7. Perform a water deprivation test if indicated by symptoms or by the basal osmolalities.
A clinical approach to assessment of the whole ACTH–adrenal axis
Assessment of the ACTH–adrenal axis is probably the most common assessment of complex endocrine function undertaken in clinical medicine, and remains the subject of ongoing controversy, variation in practice, differences in interpretation, artefact due to drugs and, frequently, the use of testing in inappropriate circumstances.
Assessment of adrenal reserve is broadly undertaken to answer the following four clinical questions.
1 Does this patient have undiagnosed hypoadrenalism?
This question is frequently asked in the clinical context of hyponatraemia, hypotension and/or hypoglycaemia. A basal 09.00 h cortisol <100 nmol/L strongly suggests hypoadrenalism, and a value of >400 nmol/L makes it very unlikely (unless the patient is seriously unwell, in which case higher concentrations might normally be expected and the patient could be relatively hypoadrenal with diminished adrenal reserve).
When basal cortisol is uninformative, a short tetracosactide test is usually performed. A normal response (defined by an appropriate normal range – see above) effectively excludes adrenal deficiency. A definitely subnormal response confirms hypoadrenalism (as long as it is certain that the patient is not receiving steroid therapy), but should not immediately attract a diagnosis of Addison disease, since the prevalence of hypopituitarism is higher than that of primary adrenal failure.

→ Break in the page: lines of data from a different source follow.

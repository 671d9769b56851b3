//! Composite scoring - deriving the CSI score from parameters and graph size.

use serde::{Deserialize, Serialize};
use sim_rules::Parameters;

const MEMORY_WEIGHT: f64 = 0.3;
const PROCESSING_WEIGHT: f64 = 0.4;
const COMPLEXITY_WEIGHT: f64 = 0.3;

/// Score multiplier contributed by each placed module.
const MODULE_FACTOR: f64 = 0.2;

/// Compute the composite CSI score.
///
/// The score is not clamped: large graphs push it past 1.0, and consumers
/// must treat anything above the top threshold uniformly. Monotonically
/// non-decreasing in each parameter and in the module count.
pub fn compute_score(parameters: &Parameters, module_count: usize) -> f64 {
    weighted_parameters(parameters) * module_multiplier(module_count) / 100.0
}

/// Per-parameter contributions to the score, as charted by the host.
///
/// The three impacts sum to the composite score.
#[derive(Debug, Clone, Copy, PartialEq, Serialize, Deserialize)]
pub struct ParameterImpacts {
    pub memory: f64,
    pub processing: f64,
    pub complexity: f64,
}

pub fn parameter_impacts(parameters: &Parameters, module_count: usize) -> ParameterImpacts {
    let multiplier = module_multiplier(module_count);
    ParameterImpacts {
        memory: parameters.memory as f64 * MEMORY_WEIGHT * multiplier / 100.0,
        processing: parameters.processing as f64 * PROCESSING_WEIGHT * multiplier / 100.0,
        complexity: parameters.complexity as f64 * COMPLEXITY_WEIGHT * multiplier / 100.0,
    }
}

fn weighted_parameters(parameters: &Parameters) -> f64 {
    parameters.memory as f64 * MEMORY_WEIGHT
        + parameters.processing as f64 * PROCESSING_WEIGHT
        + parameters.complexity as f64 * COMPLEXITY_WEIGHT
}

fn module_multiplier(module_count: usize) -> f64 {
    1.0 + module_count as f64 * MODULE_FACTOR
}

/// Coarse label for the current score, shown on the level indicator.
#[derive(Debug, Clone, Copy, PartialEq, Eq, Serialize, Deserialize)]
#[serde(rename_all = "lowercase")]
pub enum ConsciousnessLevel {
    Basic,
    Emergent,
    Developing,
    Advanced,
    Transcendent,
}

impl ConsciousnessLevel {
    /// Map a score onto the indicator ladder.
    pub fn for_score(score: f64) -> Self {
        if score < 0.2 {
            ConsciousnessLevel::Basic
        } else if score < 0.4 {
            ConsciousnessLevel::Emergent
        } else if score < 0.6 {
            ConsciousnessLevel::Developing
        } else if score < 0.8 {
            ConsciousnessLevel::Advanced
        } else {
            ConsciousnessLevel::Transcendent
        }
    }

    pub fn label(&self) -> &'static str {
        match self {
            ConsciousnessLevel::Basic => "Basic",
            ConsciousnessLevel::Emergent => "Emergent",
            ConsciousnessLevel::Developing => "Developing",
            ConsciousnessLevel::Advanced => "Advanced",
            ConsciousnessLevel::Transcendent => "Transcendent",
        }
    }
}

impl std::fmt::Display for ConsciousnessLevel {
    fn fmt(&self, f: &mut std::fmt::Formatter<'_>) -> std::fmt::Result {
        write!(f, "{}", self.label())
    }
}
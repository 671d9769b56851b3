//! Narrative engine - throttled event sampling and phase tracking.
//!
//! The engine turns simulation state into a human-readable event stream:
//! 1. **Throttle**: at most one sample per fixed tick interval
//! 2. **Selection**: one event drawn uniformly from the current candidates
//! 3. **Phase check**: the threshold ladder is recomputed and transitions
//!    are logged as synthetic events

mod events;
mod phase;

pub use events::*;
pub use phase::*;

use rand::Rng;
use serde::{Deserialize, Serialize};
use sim_rules::{ModuleGraph, Parameters};

/// Configuration for narrative sampling.
#[derive(Debug, Clone)]
pub struct NarrativeConfig {
    /// Minimum gap between emitted events, in simulation ticks.
    pub event_interval: u64,

    /// Maximum number of retained events.
    pub max_events: usize,
}

impl Default for NarrativeConfig {
    fn default() -> Self {
        Self {
            event_interval: 120,
            max_events: 10,
        }
    }
}

/// Accumulated narrative state.
#[derive(Debug, Clone, Serialize, Deserialize, Default)]
pub struct NarrativeState {
    /// Current phase, updated whenever a sample is due.
    pub phase: Phase,

    /// Event log, newest first.
    pub events: Vec<String>,

    /// Tick of the most recent emitted event.
    pub last_event_tick: u64,

    /// Total events emitted since the last reset.
    pub experience_count: u64,

    /// Emitted events whose text mentions an interaction.
    pub interaction_count: u64,
}

impl NarrativeState {
    /// Create a fresh narrative state in the initialization phase.
    pub fn new() -> Self {
        Self::default()
    }

    /// Most recent event, if any.
    pub fn latest_event(&self) -> Option<&str> {
        self.events.first().map(String::as_str)
    }

    fn push_event(&mut self, event: String, cap: usize) {
        self.events.insert(0, event);
        self.events.truncate(cap);
    }
}

/// Samples narrative events and phase transitions from simulation state.
#[derive(Debug, Clone)]
pub struct NarrativeEngine {
    config: NarrativeConfig,
}

impl NarrativeEngine {
    /// Create an engine with the given configuration.
    pub fn new(config: NarrativeConfig) -> Self {
        Self { config }
    }

    /// Create an engine with default configuration.
    pub fn with_defaults() -> Self {
        Self::new(NarrativeConfig::default())
    }

    /// Sample the current state, called once per tick.
    ///
    /// Returns without touching the state unless the tick gap since the
    /// last event has reached the configured interval. Phase detection
    /// sits behind the same gate, so a transition is only noticed on the
    /// next due sample.
    pub fn sample<R: Rng>(
        &self,
        current_tick: u64,
        parameters: &Parameters,
        graph: &ModuleGraph,
        score: f64,
        state: &mut NarrativeState,
        rng: &mut R,
    ) {
        if current_tick - state.last_event_tick < self.config.event_interval {
            return;
        }

        let event = generate_event(parameters, graph, score, rng);
        let is_interaction = event.contains("interaction");
        state.push_event(event, self.config.max_events);
        state.last_event_tick = current_tick;
        state.experience_count += 1;
        if is_interaction {
            state.interaction_count += 1;
        }

        let phase = Phase::for_state(graph.module_count(), score);
        if phase != state.phase {
            state.phase = phase;
            state.push_event(
                format!("Transition detected: Entering {phase} phase"),
                self.config.max_events,
            );
        }
    }
}

impl Default for NarrativeEngine {
    fn default() -> Self {
        Self::with_defaults()
    }
}
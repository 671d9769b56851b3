//! Tunable simulation parameters - the three user-facing sliders.

use rand::Rng;
use serde::{Deserialize, Serialize};

/// Upper bound for every parameter value.
pub const PARAMETER_MAX: u8 = 100;

/// Default value every parameter resets to.
pub const PARAMETER_DEFAULT: u8 = 50;

/// The three slider parameters, each an integer in [0, 100].
///
/// Parameters are mutated only by explicit user action and read by every
/// tick of the simulation.
#[derive(Debug, Clone, Copy, PartialEq, Eq, Serialize, Deserialize)]
pub struct Parameters {
    pub memory: u8,
    pub processing: u8,
    pub complexity: u8,
}

impl Default for Parameters {
    fn default() -> Self {
        Self {
            memory: PARAMETER_DEFAULT,
            processing: PARAMETER_DEFAULT,
            complexity: PARAMETER_DEFAULT,
        }
    }
}

impl Parameters {
    /// Create parameters, clamping each value to the valid range.
    pub fn new(memory: u8, processing: u8, complexity: u8) -> Self {
        Self {
            memory: memory.min(PARAMETER_MAX),
            processing: processing.min(PARAMETER_MAX),
            complexity: complexity.min(PARAMETER_MAX),
        }
    }

    pub fn set_memory(&mut self, value: u8) {
        self.memory = value.min(PARAMETER_MAX);
    }

    pub fn set_processing(&mut self, value: u8) {
        self.processing = value.min(PARAMETER_MAX);
    }

    pub fn set_complexity(&mut self, value: u8) {
        self.complexity = value.min(PARAMETER_MAX);
    }

    /// Draw all three parameters from [30, 100]. The floor keeps a random
    /// configuration immediately visible.
    pub fn randomize<R: Rng>(rng: &mut R) -> Self {
        Self {
            memory: rng.gen_range(30..=PARAMETER_MAX),
            processing: rng.gen_range(30..=PARAMETER_MAX),
            complexity: rng.gen_range(30..=PARAMETER_MAX),
        }
    }
}
//! Narrative event vocabulary and candidate selection.

use rand::seq::SliceRandom;
use rand::Rng;
use sim_rules::{ModuleGraph, ModuleKind, Parameters};

/// Line emitted while the graph is still empty.
pub const AWAITING_INITIALIZATION: &str = "Awaiting initialization...";

/// Slider value above which the parameter events fire.
const PARAMETER_EVENT_THRESHOLD: u8 = 70;

/// Module count above which the pathway event becomes a candidate.
const PATHWAY_MODULE_COUNT: usize = 3;

/// Score above which the self-awareness event becomes a candidate.
const AWARENESS_SCORE: f64 = 0.6;

/// Fixed sentence describing activity for a module kind.
pub fn kind_event(kind: ModuleKind) -> &'static str {
    match kind {
        ModuleKind::Sensory => "Sensory integration combined multiple inputs",
        ModuleKind::Vision => "Visual processing detected patterns in the environment",
        ModuleKind::Memory => "Memory systems consolidated recent experiences",
        ModuleKind::Decision => "Decision engine evaluated potential responses",
        ModuleKind::Emotion => "Emotional response triggered by environmental stimuli",
        ModuleKind::Attention => "Attention system focused on significant patterns",
        ModuleKind::Language => "Language processing analyzed semantic structures",
        ModuleKind::Motor => "Motor systems simulated response patterns",
    }
}

/// Assemble the candidate events for the current state and pick one
/// uniformly at random.
///
/// An empty graph always yields the awaiting-initialization line, with no
/// randomness involved.
pub fn generate_event<R: Rng>(
    parameters: &Parameters,
    graph: &ModuleGraph,
    score: f64,
    rng: &mut R,
) -> String {
    if graph.is_empty() {
        return AWAITING_INITIALIZATION.to_string();
    }

    let mut candidates: Vec<&'static str> = graph
        .kinds_present()
        .into_iter()
        .map(kind_event)
        .collect();

    if parameters.memory > PARAMETER_EVENT_THRESHOLD {
        candidates.push("Memory capacity expanded, enabling deeper retention");
    }
    if parameters.processing > PARAMETER_EVENT_THRESHOLD {
        candidates.push("Processing speed increased, enhancing real-time analysis");
    }
    if parameters.complexity > PARAMETER_EVENT_THRESHOLD {
        candidates.push("Complexity threshold reached, new patterns emerging");
    }
    if graph.module_count() > PATHWAY_MODULE_COUNT {
        candidates.push("Neural pathways strengthened through repeated activation");
    }
    if score > AWARENESS_SCORE {
        candidates.push("Consciousness metrics indicate increased self-awareness");
    }

    candidates
        .choose(rng)
        .copied()
        .unwrap_or(AWAITING_INITIALIZATION)
        .to_string()
}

2 Is the proven hypoadrenalism primary or secondary?
In a newly diagnosed patient with hypoadrenalism, the clinical picture may contribute significantly to this differential diagnosis. Associated features may point towards primary adrenal failure: typical ‘Addisonian’ electrolytes (hyponatraemia, hyperkalaemia and slightly raised urea), typical ACTH-dependent hyperpigmentation or a personal or family history of autoimmune endocrine disease. Conversely, if the patient has visual field defects, clinical signs of hypogonadism or a pituitary mass, then ACTH deficiency is much more likely. Many patients, however, do not have clear-cut clinical clues to the diagnosis and a biochemical diagnosis is essential before embarking on life-long treatment.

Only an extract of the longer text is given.